Exercise details
Each line of the data below containing "this" needs to be listed.

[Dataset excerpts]
* * * * *

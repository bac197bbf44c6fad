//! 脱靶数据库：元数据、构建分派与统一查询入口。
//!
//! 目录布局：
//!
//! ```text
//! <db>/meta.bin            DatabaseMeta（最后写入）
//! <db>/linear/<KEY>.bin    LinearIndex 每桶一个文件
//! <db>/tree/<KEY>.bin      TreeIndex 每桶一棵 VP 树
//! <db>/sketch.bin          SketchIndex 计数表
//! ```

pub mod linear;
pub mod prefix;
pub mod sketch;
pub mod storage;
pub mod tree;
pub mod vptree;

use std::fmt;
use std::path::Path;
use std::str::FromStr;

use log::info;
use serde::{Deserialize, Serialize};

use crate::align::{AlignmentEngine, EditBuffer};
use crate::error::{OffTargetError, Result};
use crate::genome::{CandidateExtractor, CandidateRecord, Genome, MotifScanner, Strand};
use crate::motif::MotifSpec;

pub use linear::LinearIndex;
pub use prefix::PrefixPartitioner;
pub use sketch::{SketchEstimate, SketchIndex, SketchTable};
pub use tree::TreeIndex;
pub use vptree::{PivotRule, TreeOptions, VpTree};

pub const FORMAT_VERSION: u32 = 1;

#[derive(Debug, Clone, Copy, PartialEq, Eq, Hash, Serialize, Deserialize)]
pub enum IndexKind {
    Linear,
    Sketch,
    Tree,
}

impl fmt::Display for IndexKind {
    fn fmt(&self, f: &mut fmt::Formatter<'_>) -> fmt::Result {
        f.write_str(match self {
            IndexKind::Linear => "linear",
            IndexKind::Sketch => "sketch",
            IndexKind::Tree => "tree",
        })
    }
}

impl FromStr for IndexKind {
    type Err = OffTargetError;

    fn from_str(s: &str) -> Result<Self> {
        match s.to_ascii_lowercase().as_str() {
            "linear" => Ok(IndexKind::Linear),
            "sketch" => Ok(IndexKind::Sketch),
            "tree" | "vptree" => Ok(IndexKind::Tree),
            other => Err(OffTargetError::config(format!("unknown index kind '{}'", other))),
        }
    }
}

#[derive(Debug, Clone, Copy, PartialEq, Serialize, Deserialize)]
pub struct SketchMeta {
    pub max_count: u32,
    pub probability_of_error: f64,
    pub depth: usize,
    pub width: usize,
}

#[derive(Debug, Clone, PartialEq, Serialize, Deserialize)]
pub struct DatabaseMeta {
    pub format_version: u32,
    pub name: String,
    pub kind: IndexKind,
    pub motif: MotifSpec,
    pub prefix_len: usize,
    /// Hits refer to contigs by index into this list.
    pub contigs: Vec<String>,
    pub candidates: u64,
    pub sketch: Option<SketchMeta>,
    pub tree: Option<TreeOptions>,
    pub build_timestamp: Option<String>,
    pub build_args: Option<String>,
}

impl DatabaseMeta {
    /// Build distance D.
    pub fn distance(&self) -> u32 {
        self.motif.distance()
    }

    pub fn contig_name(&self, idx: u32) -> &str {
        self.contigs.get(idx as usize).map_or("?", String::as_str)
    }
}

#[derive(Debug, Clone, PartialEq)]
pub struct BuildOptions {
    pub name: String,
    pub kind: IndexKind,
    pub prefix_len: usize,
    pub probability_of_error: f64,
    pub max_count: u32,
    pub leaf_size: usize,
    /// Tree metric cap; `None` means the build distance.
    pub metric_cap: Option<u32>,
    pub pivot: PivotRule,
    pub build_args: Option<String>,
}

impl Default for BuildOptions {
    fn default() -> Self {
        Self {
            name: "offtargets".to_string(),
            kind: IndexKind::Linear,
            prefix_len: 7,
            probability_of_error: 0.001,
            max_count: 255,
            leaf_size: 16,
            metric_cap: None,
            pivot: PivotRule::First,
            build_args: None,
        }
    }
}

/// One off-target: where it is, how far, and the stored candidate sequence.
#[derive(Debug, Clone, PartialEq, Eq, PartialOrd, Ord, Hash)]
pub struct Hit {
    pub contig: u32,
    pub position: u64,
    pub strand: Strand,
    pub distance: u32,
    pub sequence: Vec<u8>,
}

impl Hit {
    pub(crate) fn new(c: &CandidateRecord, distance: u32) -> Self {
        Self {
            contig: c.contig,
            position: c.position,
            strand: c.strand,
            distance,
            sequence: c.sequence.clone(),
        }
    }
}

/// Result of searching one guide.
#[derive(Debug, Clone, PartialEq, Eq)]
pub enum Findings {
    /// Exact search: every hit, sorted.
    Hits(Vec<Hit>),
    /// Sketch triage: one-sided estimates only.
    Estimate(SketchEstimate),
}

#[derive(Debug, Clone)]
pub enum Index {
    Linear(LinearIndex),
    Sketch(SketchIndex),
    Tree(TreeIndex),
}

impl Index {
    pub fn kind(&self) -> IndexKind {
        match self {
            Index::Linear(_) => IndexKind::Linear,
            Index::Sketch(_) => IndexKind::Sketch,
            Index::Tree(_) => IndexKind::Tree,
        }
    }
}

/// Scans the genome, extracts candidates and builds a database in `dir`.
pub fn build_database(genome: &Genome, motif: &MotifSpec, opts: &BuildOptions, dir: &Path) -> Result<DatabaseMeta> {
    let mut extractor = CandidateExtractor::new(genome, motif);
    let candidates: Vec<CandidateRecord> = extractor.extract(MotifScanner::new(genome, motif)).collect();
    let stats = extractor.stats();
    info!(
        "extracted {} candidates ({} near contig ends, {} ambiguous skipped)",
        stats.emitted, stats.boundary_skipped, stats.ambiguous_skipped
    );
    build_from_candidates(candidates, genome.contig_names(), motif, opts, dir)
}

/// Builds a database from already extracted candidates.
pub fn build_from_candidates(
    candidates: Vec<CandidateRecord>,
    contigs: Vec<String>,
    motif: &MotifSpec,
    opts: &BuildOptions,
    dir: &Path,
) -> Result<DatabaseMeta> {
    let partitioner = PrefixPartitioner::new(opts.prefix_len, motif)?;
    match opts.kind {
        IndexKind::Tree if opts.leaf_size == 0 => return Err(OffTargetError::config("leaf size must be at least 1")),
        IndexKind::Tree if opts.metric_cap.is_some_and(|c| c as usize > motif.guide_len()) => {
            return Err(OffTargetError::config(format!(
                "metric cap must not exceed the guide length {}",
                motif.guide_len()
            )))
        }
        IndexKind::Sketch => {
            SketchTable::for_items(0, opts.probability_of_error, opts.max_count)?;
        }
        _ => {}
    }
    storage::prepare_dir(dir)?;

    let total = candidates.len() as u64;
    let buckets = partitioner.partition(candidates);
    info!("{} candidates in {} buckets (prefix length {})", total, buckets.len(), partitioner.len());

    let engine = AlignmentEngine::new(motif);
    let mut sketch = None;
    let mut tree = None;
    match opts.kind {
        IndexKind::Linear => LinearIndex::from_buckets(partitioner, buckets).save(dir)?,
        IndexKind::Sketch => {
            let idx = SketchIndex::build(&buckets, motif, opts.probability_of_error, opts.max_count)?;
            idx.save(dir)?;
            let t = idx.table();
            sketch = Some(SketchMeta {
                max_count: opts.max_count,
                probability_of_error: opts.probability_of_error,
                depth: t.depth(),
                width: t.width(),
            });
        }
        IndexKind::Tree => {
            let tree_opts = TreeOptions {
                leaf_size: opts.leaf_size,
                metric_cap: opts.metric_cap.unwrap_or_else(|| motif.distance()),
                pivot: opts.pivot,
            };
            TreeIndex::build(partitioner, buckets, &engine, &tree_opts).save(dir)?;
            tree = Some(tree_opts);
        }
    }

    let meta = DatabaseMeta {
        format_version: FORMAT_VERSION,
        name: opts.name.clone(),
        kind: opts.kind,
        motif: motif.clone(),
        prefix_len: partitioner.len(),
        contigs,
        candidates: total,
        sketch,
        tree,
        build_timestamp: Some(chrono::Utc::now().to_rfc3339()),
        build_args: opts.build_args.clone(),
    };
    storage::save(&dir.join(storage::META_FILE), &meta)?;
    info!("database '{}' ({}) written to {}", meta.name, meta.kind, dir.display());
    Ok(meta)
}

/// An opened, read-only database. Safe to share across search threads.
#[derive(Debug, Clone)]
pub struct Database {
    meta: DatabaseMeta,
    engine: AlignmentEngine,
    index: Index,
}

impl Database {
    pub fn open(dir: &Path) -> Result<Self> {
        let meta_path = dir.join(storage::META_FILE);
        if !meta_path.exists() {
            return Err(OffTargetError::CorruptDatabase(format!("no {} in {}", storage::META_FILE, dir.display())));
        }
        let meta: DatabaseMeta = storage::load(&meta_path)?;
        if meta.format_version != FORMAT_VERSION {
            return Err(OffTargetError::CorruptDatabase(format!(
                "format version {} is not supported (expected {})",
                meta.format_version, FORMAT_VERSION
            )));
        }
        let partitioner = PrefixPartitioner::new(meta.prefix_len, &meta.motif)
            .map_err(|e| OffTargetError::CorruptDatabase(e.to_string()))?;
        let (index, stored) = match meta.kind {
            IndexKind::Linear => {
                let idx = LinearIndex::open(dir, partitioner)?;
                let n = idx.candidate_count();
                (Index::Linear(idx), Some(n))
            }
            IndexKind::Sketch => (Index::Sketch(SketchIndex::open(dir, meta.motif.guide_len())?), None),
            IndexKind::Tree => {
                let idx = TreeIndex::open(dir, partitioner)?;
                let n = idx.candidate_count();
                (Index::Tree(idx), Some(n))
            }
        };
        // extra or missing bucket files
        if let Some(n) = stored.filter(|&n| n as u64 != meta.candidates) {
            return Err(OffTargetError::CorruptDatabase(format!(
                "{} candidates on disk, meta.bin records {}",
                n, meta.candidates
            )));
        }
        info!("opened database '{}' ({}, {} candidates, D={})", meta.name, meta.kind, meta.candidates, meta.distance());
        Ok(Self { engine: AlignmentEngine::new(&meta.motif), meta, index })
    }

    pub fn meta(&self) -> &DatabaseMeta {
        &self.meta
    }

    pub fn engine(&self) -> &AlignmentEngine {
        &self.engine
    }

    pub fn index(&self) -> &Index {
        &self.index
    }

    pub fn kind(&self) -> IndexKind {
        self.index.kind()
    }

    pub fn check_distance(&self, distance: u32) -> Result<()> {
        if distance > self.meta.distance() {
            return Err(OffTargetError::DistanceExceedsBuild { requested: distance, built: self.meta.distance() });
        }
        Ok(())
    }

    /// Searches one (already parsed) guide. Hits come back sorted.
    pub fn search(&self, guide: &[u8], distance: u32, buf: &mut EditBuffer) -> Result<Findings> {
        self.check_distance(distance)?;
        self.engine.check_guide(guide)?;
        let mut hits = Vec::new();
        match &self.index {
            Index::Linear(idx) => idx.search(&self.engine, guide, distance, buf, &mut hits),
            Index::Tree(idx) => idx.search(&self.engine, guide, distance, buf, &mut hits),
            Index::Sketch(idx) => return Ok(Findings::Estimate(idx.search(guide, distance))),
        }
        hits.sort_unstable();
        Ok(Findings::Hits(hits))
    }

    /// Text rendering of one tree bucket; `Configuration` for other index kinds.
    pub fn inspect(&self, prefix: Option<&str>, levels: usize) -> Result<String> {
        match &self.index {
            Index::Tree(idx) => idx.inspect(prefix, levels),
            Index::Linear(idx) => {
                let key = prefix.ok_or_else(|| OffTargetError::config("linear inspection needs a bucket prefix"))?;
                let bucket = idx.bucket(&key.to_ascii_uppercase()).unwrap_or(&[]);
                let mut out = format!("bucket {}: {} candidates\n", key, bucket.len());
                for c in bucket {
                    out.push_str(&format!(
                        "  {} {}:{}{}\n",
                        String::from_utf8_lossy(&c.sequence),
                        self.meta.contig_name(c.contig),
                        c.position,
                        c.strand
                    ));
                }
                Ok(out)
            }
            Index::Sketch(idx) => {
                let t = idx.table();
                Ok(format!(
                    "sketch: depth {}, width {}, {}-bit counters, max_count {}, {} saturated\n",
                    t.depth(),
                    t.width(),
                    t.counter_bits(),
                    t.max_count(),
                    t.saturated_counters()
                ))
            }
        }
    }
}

* * * * *

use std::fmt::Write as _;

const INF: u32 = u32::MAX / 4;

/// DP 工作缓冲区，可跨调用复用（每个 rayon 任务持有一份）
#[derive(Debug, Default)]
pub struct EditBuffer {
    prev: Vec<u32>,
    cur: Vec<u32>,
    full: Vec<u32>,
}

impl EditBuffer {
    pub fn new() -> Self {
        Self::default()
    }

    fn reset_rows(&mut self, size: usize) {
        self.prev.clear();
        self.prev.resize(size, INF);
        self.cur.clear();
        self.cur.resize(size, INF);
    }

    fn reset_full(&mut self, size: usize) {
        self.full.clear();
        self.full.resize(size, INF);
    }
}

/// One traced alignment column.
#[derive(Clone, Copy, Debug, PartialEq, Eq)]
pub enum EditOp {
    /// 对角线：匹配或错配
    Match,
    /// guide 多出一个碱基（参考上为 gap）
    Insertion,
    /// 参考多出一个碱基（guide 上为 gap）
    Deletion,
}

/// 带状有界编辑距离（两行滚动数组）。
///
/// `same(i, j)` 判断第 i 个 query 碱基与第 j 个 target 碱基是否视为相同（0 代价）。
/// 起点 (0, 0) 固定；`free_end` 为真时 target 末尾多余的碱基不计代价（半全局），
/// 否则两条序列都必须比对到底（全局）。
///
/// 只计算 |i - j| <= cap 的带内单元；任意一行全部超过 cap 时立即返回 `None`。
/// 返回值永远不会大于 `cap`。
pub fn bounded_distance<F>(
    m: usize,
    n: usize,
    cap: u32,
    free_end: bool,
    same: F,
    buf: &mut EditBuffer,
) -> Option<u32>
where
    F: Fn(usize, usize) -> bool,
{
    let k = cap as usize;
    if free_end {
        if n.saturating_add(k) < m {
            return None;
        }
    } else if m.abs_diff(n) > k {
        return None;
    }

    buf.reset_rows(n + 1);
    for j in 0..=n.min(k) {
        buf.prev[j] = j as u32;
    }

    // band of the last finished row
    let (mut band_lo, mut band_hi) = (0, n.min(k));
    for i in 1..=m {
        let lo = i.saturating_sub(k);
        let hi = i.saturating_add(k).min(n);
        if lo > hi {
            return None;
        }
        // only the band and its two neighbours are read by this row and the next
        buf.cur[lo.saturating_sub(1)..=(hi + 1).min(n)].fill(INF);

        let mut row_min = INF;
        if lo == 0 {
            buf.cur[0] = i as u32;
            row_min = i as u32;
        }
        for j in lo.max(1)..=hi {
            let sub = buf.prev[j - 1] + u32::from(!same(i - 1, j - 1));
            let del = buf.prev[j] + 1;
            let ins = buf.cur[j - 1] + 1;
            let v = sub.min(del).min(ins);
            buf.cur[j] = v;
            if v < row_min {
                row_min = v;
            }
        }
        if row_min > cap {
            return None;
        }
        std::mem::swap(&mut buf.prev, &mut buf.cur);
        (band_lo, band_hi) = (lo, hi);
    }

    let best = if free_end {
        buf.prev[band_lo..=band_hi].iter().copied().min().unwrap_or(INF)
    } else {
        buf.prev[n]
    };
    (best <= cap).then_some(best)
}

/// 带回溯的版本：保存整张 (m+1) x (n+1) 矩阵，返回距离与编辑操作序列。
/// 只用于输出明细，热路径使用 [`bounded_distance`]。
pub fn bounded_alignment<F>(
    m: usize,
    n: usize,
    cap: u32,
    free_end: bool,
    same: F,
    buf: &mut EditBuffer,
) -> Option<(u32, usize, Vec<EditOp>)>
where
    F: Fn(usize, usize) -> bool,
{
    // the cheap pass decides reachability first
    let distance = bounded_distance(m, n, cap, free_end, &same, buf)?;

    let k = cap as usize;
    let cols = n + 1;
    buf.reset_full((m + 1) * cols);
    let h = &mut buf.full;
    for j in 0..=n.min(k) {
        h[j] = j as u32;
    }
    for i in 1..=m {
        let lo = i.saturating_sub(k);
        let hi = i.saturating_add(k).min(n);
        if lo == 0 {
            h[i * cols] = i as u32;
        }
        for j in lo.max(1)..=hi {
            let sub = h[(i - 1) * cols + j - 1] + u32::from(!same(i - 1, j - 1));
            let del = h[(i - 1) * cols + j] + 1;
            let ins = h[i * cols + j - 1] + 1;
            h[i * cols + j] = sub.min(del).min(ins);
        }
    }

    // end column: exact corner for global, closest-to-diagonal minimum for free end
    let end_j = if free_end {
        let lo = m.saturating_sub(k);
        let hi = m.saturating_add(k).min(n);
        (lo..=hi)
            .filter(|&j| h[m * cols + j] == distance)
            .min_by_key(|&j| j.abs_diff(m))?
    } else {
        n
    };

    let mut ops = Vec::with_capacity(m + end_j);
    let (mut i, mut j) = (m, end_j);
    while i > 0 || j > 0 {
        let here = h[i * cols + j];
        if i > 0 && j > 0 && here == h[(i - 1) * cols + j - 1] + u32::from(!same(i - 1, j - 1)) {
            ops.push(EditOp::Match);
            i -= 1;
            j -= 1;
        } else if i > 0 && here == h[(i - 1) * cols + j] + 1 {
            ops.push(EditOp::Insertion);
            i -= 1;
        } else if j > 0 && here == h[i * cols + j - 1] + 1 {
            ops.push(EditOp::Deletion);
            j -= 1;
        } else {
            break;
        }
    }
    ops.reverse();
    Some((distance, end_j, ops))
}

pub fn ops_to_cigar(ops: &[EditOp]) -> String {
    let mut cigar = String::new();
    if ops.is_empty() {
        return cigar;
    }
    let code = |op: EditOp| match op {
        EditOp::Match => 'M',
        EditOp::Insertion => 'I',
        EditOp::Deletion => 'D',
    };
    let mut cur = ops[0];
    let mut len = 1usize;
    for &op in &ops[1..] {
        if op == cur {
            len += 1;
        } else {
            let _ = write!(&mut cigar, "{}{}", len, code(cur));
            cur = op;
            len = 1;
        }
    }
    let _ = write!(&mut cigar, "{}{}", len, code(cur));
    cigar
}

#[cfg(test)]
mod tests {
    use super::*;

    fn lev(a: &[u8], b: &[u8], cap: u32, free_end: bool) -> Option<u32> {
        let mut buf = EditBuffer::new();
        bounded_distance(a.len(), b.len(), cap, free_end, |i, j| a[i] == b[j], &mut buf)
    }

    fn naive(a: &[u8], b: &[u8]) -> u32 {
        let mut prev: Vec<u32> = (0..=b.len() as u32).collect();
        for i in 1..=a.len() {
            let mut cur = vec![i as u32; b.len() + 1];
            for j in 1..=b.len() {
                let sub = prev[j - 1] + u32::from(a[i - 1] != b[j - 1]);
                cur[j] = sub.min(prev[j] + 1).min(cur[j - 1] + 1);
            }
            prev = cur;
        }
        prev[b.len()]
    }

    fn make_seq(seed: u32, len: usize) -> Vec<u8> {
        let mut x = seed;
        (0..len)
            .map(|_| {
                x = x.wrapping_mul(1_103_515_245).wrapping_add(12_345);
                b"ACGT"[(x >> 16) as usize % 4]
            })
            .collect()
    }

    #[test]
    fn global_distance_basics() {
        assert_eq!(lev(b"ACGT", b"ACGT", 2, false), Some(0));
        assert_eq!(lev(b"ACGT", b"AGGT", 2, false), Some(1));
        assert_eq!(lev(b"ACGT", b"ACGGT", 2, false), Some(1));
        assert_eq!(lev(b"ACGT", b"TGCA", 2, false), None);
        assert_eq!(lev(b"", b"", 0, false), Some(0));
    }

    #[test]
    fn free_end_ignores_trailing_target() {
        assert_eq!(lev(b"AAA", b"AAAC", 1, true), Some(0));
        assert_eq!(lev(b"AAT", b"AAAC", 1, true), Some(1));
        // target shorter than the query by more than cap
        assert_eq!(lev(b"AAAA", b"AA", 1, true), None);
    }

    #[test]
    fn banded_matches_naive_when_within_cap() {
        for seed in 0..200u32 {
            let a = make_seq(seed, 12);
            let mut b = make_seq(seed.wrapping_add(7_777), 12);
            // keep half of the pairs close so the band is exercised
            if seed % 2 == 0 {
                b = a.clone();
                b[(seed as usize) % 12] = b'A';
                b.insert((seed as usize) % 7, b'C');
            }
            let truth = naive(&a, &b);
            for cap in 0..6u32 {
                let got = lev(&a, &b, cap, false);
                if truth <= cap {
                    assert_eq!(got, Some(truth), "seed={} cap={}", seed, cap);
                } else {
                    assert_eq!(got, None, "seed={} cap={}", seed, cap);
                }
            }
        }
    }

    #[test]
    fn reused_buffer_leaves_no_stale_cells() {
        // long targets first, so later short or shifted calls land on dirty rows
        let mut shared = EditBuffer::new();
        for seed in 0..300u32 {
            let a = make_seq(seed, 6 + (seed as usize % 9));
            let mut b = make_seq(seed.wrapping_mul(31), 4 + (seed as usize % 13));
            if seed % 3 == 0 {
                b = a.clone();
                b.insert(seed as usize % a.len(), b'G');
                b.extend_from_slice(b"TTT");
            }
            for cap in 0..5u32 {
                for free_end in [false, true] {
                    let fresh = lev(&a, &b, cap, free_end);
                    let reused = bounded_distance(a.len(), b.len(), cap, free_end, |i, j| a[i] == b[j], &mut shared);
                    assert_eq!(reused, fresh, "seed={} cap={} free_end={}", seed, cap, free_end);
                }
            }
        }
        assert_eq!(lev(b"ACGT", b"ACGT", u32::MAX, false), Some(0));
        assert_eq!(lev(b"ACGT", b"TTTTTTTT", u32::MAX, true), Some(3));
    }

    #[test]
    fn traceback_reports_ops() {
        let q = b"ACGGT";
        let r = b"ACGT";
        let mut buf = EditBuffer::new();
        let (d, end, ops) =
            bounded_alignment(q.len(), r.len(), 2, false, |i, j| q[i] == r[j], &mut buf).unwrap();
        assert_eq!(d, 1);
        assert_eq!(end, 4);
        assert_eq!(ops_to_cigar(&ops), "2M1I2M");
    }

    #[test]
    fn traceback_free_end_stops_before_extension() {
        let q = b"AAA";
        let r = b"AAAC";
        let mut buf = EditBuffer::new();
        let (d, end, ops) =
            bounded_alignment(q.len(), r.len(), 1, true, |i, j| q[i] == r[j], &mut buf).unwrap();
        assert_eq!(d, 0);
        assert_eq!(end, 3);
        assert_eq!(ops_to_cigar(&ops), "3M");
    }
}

* * * * *

Solution below
    /// Hits refer to contigs by index into this list.
        // only the band and its two neighbours are read by this row and the next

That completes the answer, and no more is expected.